Debris flow susceptibility mapping using frequency ratio and seed cells, in a portion of a mountain international route, Dry Central Andes of Argentina

Abstract

Debris flow and floods represent one of the main natural hazards that impact transport infrastructure, causing serious damage, economic losses and hinder regional economic development. These processes are eventually associated with massive traffic cuts and direct damage to road structures. To enable the prevention of such consequences, this paper employs statistical modeling techniques, various instability factors and geomorphological mapping to generate debris flow susceptibility maps in a portion of an important route on the Dry Andes of San Juan in the Agua Negra River basin, Argentina. A debris flows inventory map was prepared using satellite images and field checks. The debris flows inventory was randomly divided into a model dataset 80% (47 debris flows) and remaining 20% (12 debris flows) data was used for validation purpose. The instability factors chosen that influence debris flows occurrence were: elevation, slope angle, slope aspect, solar radiation, topographic wetness index, stream power index, topographic position index, Melton ruggedness number, terrain ruggedness index, sediment transport capacity index, plan curvature, profile curvature, lithology, distance to road and proximity to stream.

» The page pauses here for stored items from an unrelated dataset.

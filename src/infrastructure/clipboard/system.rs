//! Cross-platform clipboard adapter using arboard
//!
//! Works on Windows, macOS, and Linux (X11/Wayland).

use async_trait::async_trait;

use crate::application::ports::{Clipboard, ClipboardError};

/// Cross-platform clipboard adapter using arboard
pub struct SystemClipboard;

impl SystemClipboard {
    /// Create a new clipboard adapter
    pub fn new() -> Self {
        Self
    }
}

impl Default for SystemClipboard {
    fn default() -> Self {
        Self::new()
    }
}

#[async_trait]
impl Clipboard for SystemClipboard {
    async fn copy(&self, text: &str) -> Result<(), ClipboardError> {
        let text = text.to_owned();

        // arboard operations are blocking, so run in spawn_blocking
        tokio::task::spawn_blocking(move || {
            let mut clipboard = arboard::Clipboard::new()
                .map_err(|e| ClipboardError::Unavailable(e.to_string()))?;

            clipboard
                .set_text(&text)
                .map_err(|e| ClipboardError::CopyFailed(e.to_string()))
        })
        .await
        .map_err(|e| ClipboardError::CopyFailed(format!("Task join error: {}", e)))?
    }
}
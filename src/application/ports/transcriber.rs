//! Transcription port interface

use std::path::Path;

use async_trait::async_trait;
use thiserror::Error;

/// Transcription errors
#[derive(Debug, Clone, Error)]
pub enum TranscriptionError {
    #[error("Failed to read audio file {path}: {reason}")]
    FileRead { path: String, reason: String },

    #[error("Transcription request failed: {0}")]
    RequestFailed(String),

    #[error("Transcription service error (HTTP {status}): {message}")]
    ApiError { status: u16, message: String },

    #[error("Failed to parse service response: {0}")]
    ParseError(String),

    #[error("Service response did not contain a transcript")]
    MissingText,
}

/// Port for audio transcription.
///
/// One attempt per call, no retry, no caching; repeated calls on the same
/// file are independent requests.
#[async_trait]
pub trait Transcriber: Send + Sync {
    /// Transcribe a closed, readable audio file to text.
    async fn transcribe(&self, audio: &Path) -> Result<String, TranscriptionError>;
}
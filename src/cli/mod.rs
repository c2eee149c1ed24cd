//! CLI layer - Command-line interface
//!
//! Contains argument parsing, output formatting, and the application
//! runners for one-shot and interactive modes.

pub mod app;
pub mod args;
pub mod config_cmd;
pub mod presenter;

// Re-export commonly used types
pub use app::{run_interactive, run_oneshot, EXIT_ERROR, EXIT_SUCCESS, EXIT_USAGE_ERROR};
pub use args::{Cli, Commands, ConfigAction};
pub use config_cmd::handle_config_command;
pub use presenter::Presenter;
//! Voxclip - push-to-talk voice transcription for the terminal
//!
//! This crate provides the core functionality for recording audio from the
//! microphone on a single keystroke, transcribing it with the OpenAI Whisper
//! API, and copying the transcript to the system clipboard.
//!
//! # Architecture
//!
//! The crate follows hexagonal (ports & adapters) architecture:
//!
//! - **Domain**: Value objects, the command-session state machine, and errors
//! - **Application**: Use cases and port interfaces (traits)
//! - **Infrastructure**: Adapter implementations (cpal, hound, Whisper API, clipboard, termios)
//! - **CLI**: Command-line interface, argument parsing, and the interactive loop

pub mod application;
pub mod cli;
pub mod domain;
pub mod infrastructure;
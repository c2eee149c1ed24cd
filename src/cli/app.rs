//! Application runners for one-shot and interactive modes

use std::env;
use std::io::{self, Write};
use std::path::Path;
use std::process::ExitCode;
use std::sync::Arc;
use std::time::Duration as StdDuration;

use crate::application::capture::StopReason;
use crate::application::ports::{CaptureCallbacks, CommandReader, ConfigStore};
use crate::application::TranscribePipeline;
use crate::domain::config::AppConfig;
use crate::domain::recording::Duration;
use crate::domain::CommandSession;
use crate::infrastructure::{
    CpalRecorder, SystemClipboard, TermiosCommandReader, TomlConfigStore, WavStore,
    WhisperTranscriber,
};

use super::presenter::Presenter;

/// Exit codes
pub const EXIT_SUCCESS: u8 = 0;
pub const EXIT_ERROR: u8 = 1;
pub const EXIT_USAGE_ERROR: u8 = 2;

/// How long one command read may wait before the loop re-polls.
/// Effectively "wait forever" while still bounding every single read.
const COMMAND_TIMEOUT: StdDuration = StdDuration::from_secs(7 * 24 * 60 * 60);

/// Ctrl-C arrives as a raw byte in raw mode; treat it like quit
const CTRL_C: char = '\u{3}';

type AppPipeline = TranscribePipeline<CpalRecorder, WavStore, WhisperTranscriber, SystemClipboard>;

fn build_pipeline(api_key: String, config: &AppConfig) -> AppPipeline {
    TranscribePipeline::new(
        CpalRecorder::new(),
        WavStore::new(config.output_dir_or_temp()),
        WhisperTranscriber::new(api_key),
        SystemClipboard::new(),
    )
}

/// Get API key from environment or config file
pub async fn get_api_key() -> Result<String, String> {
    // Check environment first
    if let Ok(key) = env::var("OPENAI_API_KEY") {
        if !key.is_empty() {
            return Ok(key);
        }
    }

    // Check config file
    let store = TomlConfigStore::new();
    let config = store.load().await.unwrap_or_else(|_| AppConfig::empty());

    config.api_key.ok_or_else(|| {
        "Missing API key. Set OPENAI_API_KEY or add api_key to the config file (see 'voxclip config init')"
            .to_string()
    })
}

/// Load and merge configuration from file, env, and CLI
pub async fn load_merged_config(cli_config: AppConfig) -> AppConfig {
    let store = TomlConfigStore::new();
    let file_config = store.load().await.unwrap_or_else(|_| AppConfig::empty());

    // Build env config
    let env_config = AppConfig {
        api_key: env::var("OPENAI_API_KEY").ok().filter(|s| !s.is_empty()),
        ..Default::default()
    };

    // Merge: defaults < file < env < cli
    AppConfig::defaults()
        .merge(file_config)
        .merge(env_config)
        .merge(cli_config)
}

/// Transcribe an existing audio file and exit
pub async fn run_oneshot(file: &Path, config: &AppConfig) -> ExitCode {
    let mut presenter = Presenter::new();

    let api_key = match get_api_key().await {
        Ok(key) => key,
        Err(e) => {
            presenter.error(&e);
            return ExitCode::from(EXIT_ERROR);
        }
    };

    let pipeline = build_pipeline(api_key, config);

    presenter.start_spinner("Transcribing...");
    match pipeline.transcribe_file(file).await {
        Ok(output) => {
            presenter.spinner_success("Transcription complete");
            presenter.output(&output.text);
            if output.clipboard_copied {
                presenter.info("Copied to clipboard");
            }
            ExitCode::from(EXIT_SUCCESS)
        }
        Err(e) => {
            presenter.spinner_fail("Transcription failed");
            presenter.error(&e.to_string());
            ExitCode::from(EXIT_ERROR)
        }
    }
}

/// Run the interactive command loop: one key per iteration, recordings
/// triggered by 's', terminated by 'q'.
pub async fn run_interactive(config: &AppConfig) -> ExitCode {
    let presenter = Presenter::new();

    // Missing credential is fatal before the loop starts
    let api_key = match get_api_key().await {
        Ok(key) => key,
        Err(e) => {
            presenter.error(&e);
            return ExitCode::from(EXIT_ERROR);
        }
    };

    let pipeline = build_pipeline(api_key, config);
    let reader = TermiosCommandReader::new();
    let max_duration = config.max_duration_or_default();

    let mut session = CommandSession::new();
    presenter.info("Press 's' to start recording, 'q' to quit");

    while !session.is_terminated() {
        let key = match reader.read_command(COMMAND_TIMEOUT).await {
            Ok(key) => key,
            Err(e) => {
                // Terminal input errors leave the loop unable to continue
                presenter.error(&format!("Terminal input failed: {}", e));
                return ExitCode::from(EXIT_ERROR);
            }
        };

        match key {
            None => continue, // timeout, keep waiting
            Some('s') => {
                if session.begin_recording().is_err() {
                    continue;
                }
                run_recording(&pipeline, max_duration, &presenter).await;
                if session.finish_recording().is_err() {
                    return ExitCode::from(EXIT_ERROR);
                }
            }
            Some('q') | Some(CTRL_C) => {
                if session.terminate().is_err() {
                    return ExitCode::from(EXIT_ERROR);
                }
            }
            Some(other) => {
                presenter.warn(&format!(
                    "Unknown command '{}'. Press 's' to record, 'q' to quit",
                    other.escape_default()
                ));
            }
        }
    }

    ExitCode::from(EXIT_SUCCESS)
}

/// One recording cycle inside the interactive loop. Failures are reported
/// and the loop continues.
async fn run_recording(pipeline: &AppPipeline, max_duration: Duration, presenter: &Presenter) {
    presenter.info(&format!(
        "Recording (up to {}). Press Enter to stop.",
        max_duration
    ));

    let callbacks = CaptureCallbacks {
        on_progress: Some(Arc::new(|elapsed, max| {
            let bar = Presenter::new().format_progress(elapsed, max);
            eprint!("\r  {}", bar);
            let _ = io::stderr().flush();
        })),
        on_warning: Some(Box::new(|remaining| {
            eprintln!();
            eprintln!("⚠ {}s remaining", remaining);
        })),
    };

    match pipeline.record_and_transcribe(max_duration, callbacks).await {
        Ok(output) => {
            eprintln!();
            if output.stop_reason == Some(StopReason::MaxDuration) {
                presenter.warn("Maximum recording duration reached");
            }
            presenter.success(&format!("Saved recording to {}", output.audio_path.display()));
            presenter.output(&output.text);
            if output.clipboard_copied {
                presenter.info("Copied to clipboard");
            }
        }
        Err(e) => {
            eprintln!();
            presenter.error(&e.to_string());
        }
    }
}
//! Recording domain - durations, the fixed capture format, frames and buffers

pub mod duration;
pub mod format;
pub mod frame;

pub use duration::Duration;
pub use frame::{AudioBuffer, Frame};
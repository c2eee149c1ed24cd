//! Clipboard port interface

use async_trait::async_trait;
use thiserror::Error;

/// Clipboard errors
#[derive(Debug, Clone, Error)]
pub enum ClipboardError {
    #[error("Clipboard unavailable: {0}")]
    Unavailable(String),

    #[error("Failed to copy to clipboard: {0}")]
    CopyFailed(String),
}

/// Port for clipboard operations. Best-effort: callers treat failure as a
/// warning, not a pipeline error.
#[async_trait]
pub trait Clipboard: Send + Sync {
    /// Copy text to the system clipboard.
    async fn copy(&self, text: &str) -> Result<(), ClipboardError>;
}
//! TOML config store adapter

use std::path::PathBuf;

use async_trait::async_trait;
use tokio::fs;

use crate::application::ports::ConfigStore;
use crate::domain::config::AppConfig;
use crate::domain::error::ConfigError;

/// XDG-compliant TOML config store
pub struct TomlConfigStore {
    path: PathBuf,
}

impl TomlConfigStore {
    /// Create a new config store at the default XDG path
    pub fn new() -> Self {
        let config_dir = dirs::config_dir()
            .unwrap_or_else(|| PathBuf::from("~/.config"))
            .join("voxclip");

        Self {
            path: config_dir.join("config.toml"),
        }
    }

    /// Create with custom path
    pub fn with_path(path: impl Into<PathBuf>) -> Self {
        Self { path: path.into() }
    }

    /// Parse TOML content into AppConfig
    fn parse_toml(content: &str) -> Result<AppConfig, ConfigError> {
        let config: AppConfig =
            toml::from_str(content).map_err(|e| ConfigError::ParseError(e.to_string()))?;

        Ok(config)
    }

    /// Serialize AppConfig to TOML
    fn to_toml(config: &AppConfig) -> Result<String, ConfigError> {
        toml::to_string_pretty(config).map_err(|e| ConfigError::WriteError(e.to_string()))
    }
}

impl Default for TomlConfigStore {
    fn default() -> Self {
        Self::new()
    }
}

#[async_trait]
impl ConfigStore for TomlConfigStore {
    async fn load(&self) -> Result<AppConfig, ConfigError> {
        if !self.exists() {
            // Return empty config if file doesn't exist
            return Ok(AppConfig::empty());
        }

        let content = fs::read_to_string(&self.path)
            .await
            .map_err(|e| ConfigError::ReadError(e.to_string()))?;

        Self::parse_toml(&content)
    }

    async fn save(&self, config: &AppConfig) -> Result<(), ConfigError> {
        // Ensure parent directory exists
        if let Some(parent) = self.path.parent() {
            fs::create_dir_all(parent)
                .await
                .map_err(|e| ConfigError::WriteError(e.to_string()))?;
        }

        let content = Self::to_toml(config)?;

        fs::write(&self.path, content)
            .await
            .map_err(|e| ConfigError::WriteError(e.to_string()))?;

        Ok(())
    }

    fn path(&self) -> PathBuf {
        self.path.clone()
    }

    fn exists(&self) -> bool {
        self.path.exists()
    }

    async fn init(&self) -> Result<(), ConfigError> {
        if self.exists() {
            return Err(ConfigError::AlreadyExists(
                self.path.to_string_lossy().to_string(),
            ));
        }

        let defaults = AppConfig::defaults();
        self.save(&defaults).await
    }
}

Using these factors, six different models of debris flow susceptibility were calculated by Frequency ratio (Fr). Lithology (igneous complex) was found to be important debris flows-related factor in the study area. The precision of the results was evaluated by receiver operating characteristic (ROC) analysis. According to the area under the curve (AUC) the models of all flow track and natural breaks and all flow track and geometrical interval were 0.83 and 0.84, respectively, showing a practically identical predictive capacity.